En cuanto a sus personajes, existe una línea invisible que une los caminos de antihéroes tan diferentes entre sí como el Dave Robicheaux de En el centro de la tormenta (In the Electric Mist, 2009), los cineastas de Salvoconducto (Laissez passer, 2002), el profesor de primaria de Hoy empieza todo (Ça commence ajour’dui, ), el policía callejero de L.627 (L.627, 1992) y el comandante Dellaplane de La vida y nada más (La vie et rien d’autre, 1989). A pesar de que cada uno de ellos fue creado por guionistas distintos, todos son indudables hijos de Tavernier, un director de una especie en permanente peligro de extinción. Y es así, principalmente, porque el cineasta les ha insuflado sus propias convicciones morales a la hora de defender su trabajo: un deseo innato y obsesivo por hacer lo que creen correcto, siempre desde una perspectiva personal que, muchas veces, les lleva a saltarse las normas establecidas.

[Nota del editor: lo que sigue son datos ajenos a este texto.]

//! # corral
//!
//! Environment-aware data-access layer over MongoDB.
//!
//! This crate provides:
//! - An environment-aware collection manager: the same logical operation
//!   routes to Production or Test per call
//! - Typed CRUD and read families over caller-defined entity types
//! - A query and aggregation expression builder
//! - Named aggregation pipelines loaded from definition files at startup
//! - Change-stream watching with automatic reconnection
//!
//! ## Example
//!
//! ```rust,ignore
//! use corral::prelude::*;
//!
//! #[tokio::main]
//! async fn main() -> Result<(), Box<dyn std::error::Error>> {
//!     Store::configure(StoreOptions::new(
//!         "config/settings.json",
//!         "config/credentials.json",
//!         "config/pipelines",
//!         vec!["top_customers".into()],
//!     ))?;
//!     let store = Store::global()?;
//!
//!     // Insert a user; the identifier is assigned in place.
//!     let mut user = User::named("José");
//!     store.save(&mut user, None).await?;
//!
//!     // Accent- and case-insensitive search.
//!     let found: Vec<User> = store
//!         .find(Some(expr::contains("name", "jose")), None, None)
//!         .await?;
//!
//!     // The same read against the test environment.
//!     let in_test: Vec<User> = store
//!         .find(None, None, Some(Environment::Test))
//!         .await?;
//!
//!     Ok(())
//! }
//! ```
//!
//! ## Entities
//!
//! Records are plain serde types bound to a collection through the
//! [`Entity`] trait:
//!
//! ```rust,ignore
//! use bson::oid::ObjectId;
//! use corral::Entity;
//! use serde::{Deserialize, Serialize};
//!
//! #[derive(Debug, Serialize, Deserialize)]
//! struct User {
//!     #[serde(rename = "_id")]
//!     id: ObjectId,
//!     name: String,
//! }
//!
//! impl Entity for User {
//!     const COLLECTION: &'static str = "User";
//!     fn id(&self) -> ObjectId { self.id }
//!     fn set_id(&mut self, id: ObjectId) { self.id = id; }
//! }
//! ```

pub mod client;
pub mod config;
pub mod entity;
pub mod error;
pub mod expr;
pub mod pipeline;
pub mod store;
pub mod watch;

pub use bson::oid::ObjectId;
pub use bson::{Bson, Document, doc};
pub use client::EnvRouter;
pub use config::{EnvCredentials, Environment, ReadPreference, StoreConfig, StoreSettings};
pub use entity::{DeletedStub, Entity, zero_id};
pub use error::{StoreError, StoreResult};
pub use pipeline::{PipelineKey, PipelineSet, strip_comments};
pub use store::{MAX_INSERT_ATTEMPTS, PageWindow, Store, StoreOptions};
pub use watch::{ChangeEvent, ChangeKind, ChangePayload, WatchOptions};

/// Prelude for convenient imports.
pub mod prelude {
    pub use crate::config::{Environment, ReadPreference, StoreConfig};
    pub use crate::entity::{DeletedStub, Entity};
    pub use crate::error::{StoreError, StoreResult};
    pub use crate::expr;
    pub use crate::pipeline::{PipelineKey, PipelineSet};
    pub use crate::store::{PageWindow, Store, StoreOptions};
    pub use crate::watch::{ChangeEvent, ChangeKind, ChangePayload, WatchOptions};
    pub use bson::oid::ObjectId;
    pub use bson::{Bson, Document, doc};
}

Decía el director galo que lo que mejor había aprendido de Powell era, precisamente, a mostrar a los protagonistas cometiendo errores. “Mis personajes nunca son heroicos, aunque pueden ser admirables”, acierta a decir Tavernier, que, antes de lanzarlos a la acción, acostumbra a enfrentarlos a complejos dilemas éticos. Con una puesta en escena en la que ellos son los que marcan la pauta (son famosos sus travellings de seguimiento) él evita enjuiciarlos, sólo se dedica a mostrar su entorno y sus circunstancias vitales para que el espectador conozca las razones (o los impulsos) que los han llevado a actuar de una manera u otra. En el fantasmagórico condado de Nueva Iberia (Luisiana), el ex alcohólico y melancólico Robicheaux (Tommy Lee Jones) se ve empujado a tomar la justicia por su mano, ya sea repartiendo guantazos o falsificando pruebas. La clave está en un pasado cargado de odio racial y un presente en el que los mafiosos son capaces de enriquecerse a costa de los afectados por el huracán Katrina. Para Tavernier, Robicheaux “es alguien que tiene heridas, pero que sigue luchando para defender lo que George Orwell definía como «la decencia común»”. Y, corroborando lo arriba explicado, añade: “Me gustan los hombres que luchan, que tienen sombras y que no siempre aciertan. Me gustan incluso si su batalla está perdida de antemano”. En una filmografía plagada de gloriosas batallas perdidas, el único ganador es el espectador. Es decir… yo.